Les vagues déferlantes d’effectifs ont submergé les collèges, puis les lycées et inondent maintenant les universités et les écoles, bouleversant des structures peu préparées à de tels séismes. Il n’est de secret pour personne que l’Éducation nationale affecte depuis longtemps la physionomie d’un gourmand de plus en plus insatiable. Personne ne peut plus maîtriser une demande qui s’emballe et qui entraîne inexorablement l’État, mais aussi les assemblées territoriales, locales et les familles, vers une situation d’insolvabilité de plus en plus évidente.
Pourtant, dès avant les années 70, les stratèges de l’OCDE s’étaient déjà accordés sur le fait que le gigantisme était incompatible avec la déontologie des sociétés postindustrielles naissantes et la fameuse maxime de Schumacher Small is beautiful recueillait l’assentiment général. Les grandes entreprises de taille mondiale, telles que la General Motors, fragmentaient les effectifs qu’elles employaient en créant autant de filiales que nécessaire pour assurer la stabilité de leur groupe. Cela se fit sans concession et surtout sans perte de puissance, bien au contraire.
Concernant l’Éducation, les rapports du moment donnaient pour prix d’esquive à tous les maux potentiels des sociétés occidentales l’affectation de 3 % de la production intérieure brute au poste de l’éducation. L’option proposée était hardie pour l’époque, coûteuse, et fatalement peu explicite sur les options à retenir du seul fait de la diversité des situations nationales.
En ce qui concerne notre pays, on doit aujourd’hui se rendre à l’évidence que les choix qui ont traduit l’adhésion financière de nos gouvernements successifs aux thèses des mages officiels ont reposé sur des dispositions inadéquates entremêlant conservatisme et démagogie. Nous devions déjà faire face à l’extension du paupérisme de la société qu’il était presque inconvenant de dénoncer quand un nouveau fléau est rapidement apparu, aggravant une situation qui se détériorait pernicieusement mais continûment. Ce fut le chômage, qui commença à inquiéter et le cap des 5 % était alors présenté comme une éventualité apocalyptique.
Le fait brut est que nous investissons actuellement sur le seul poste de l’éducation le double de ce pourcentage de la pib qui nous était présenté comme miraculeux, consacré à des programmes dont on peut redouter qu’ils ne soient en grande partie stériles. Quant au chômage, étroitement lié à l’éducation, il n’est pas déraisonnable de l’évaluer à hauteur du triple du seuil qui nous était présenté comme fatidique. Et l’on ne peut guère fonder d’espoir sur la poursuite d’une politique d’éducation à la petite semaine aussi ruineuse qu’objectivement peu probante. Elle résulte de programmes issus de plusieurs ministères, trop souvent mal ciblés et toujours assortis de procédures effroyablement compliquées sans préjudice de frais d’infrastructures inouïs.
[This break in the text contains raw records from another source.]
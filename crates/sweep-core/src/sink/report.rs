use super::write_text_atomic;
use crate::domain::{ExecutionMode, SweepError, SweepResult};
use serde::Serialize;
use std::path::Path;

/// Machine-readable summary of one sweep run.
#[derive(Debug, Clone, PartialEq, Serialize)]
#[serde(rename_all = "camelCase")]
pub struct SweepReport {
    pub evaluator: String,
    pub mode: ExecutionMode,
    pub start: f64,
    pub end: f64,
    pub count: usize,
    pub workers: usize,
    pub threads: usize,
    pub chunk_lengths: Vec<usize>,
    pub elapsed_seconds: f64,
    pub output_min: f64,
    pub output_max: f64,
}

pub fn write_report(path: &Path, report: &SweepReport) -> SweepResult<()> {
    let json =
        serde_json::to_string_pretty(report).map_err(|source| SweepError::sink(path, source))?;
    write_text_atomic(path, &json)
}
Voici trop longtemps que nous nous bornons à poursuivre à grands frais et par des artifices sans résultats convaincants les effets de cette cause profonde de nos ennuis qui n’est autre que l’inadaptation de nos structures à la mondialisation des économies et à la sociologie qui en découle. Il nous faut cependant procurer des ressources à soixante millions de personnes, et cela dans un contexte de concurrence internationale sauvage. Cela implique donc d’accroître notre créativité et notre productivité dans des domaines solvables pour assurer à la nation le train de vie auquel elle aspire.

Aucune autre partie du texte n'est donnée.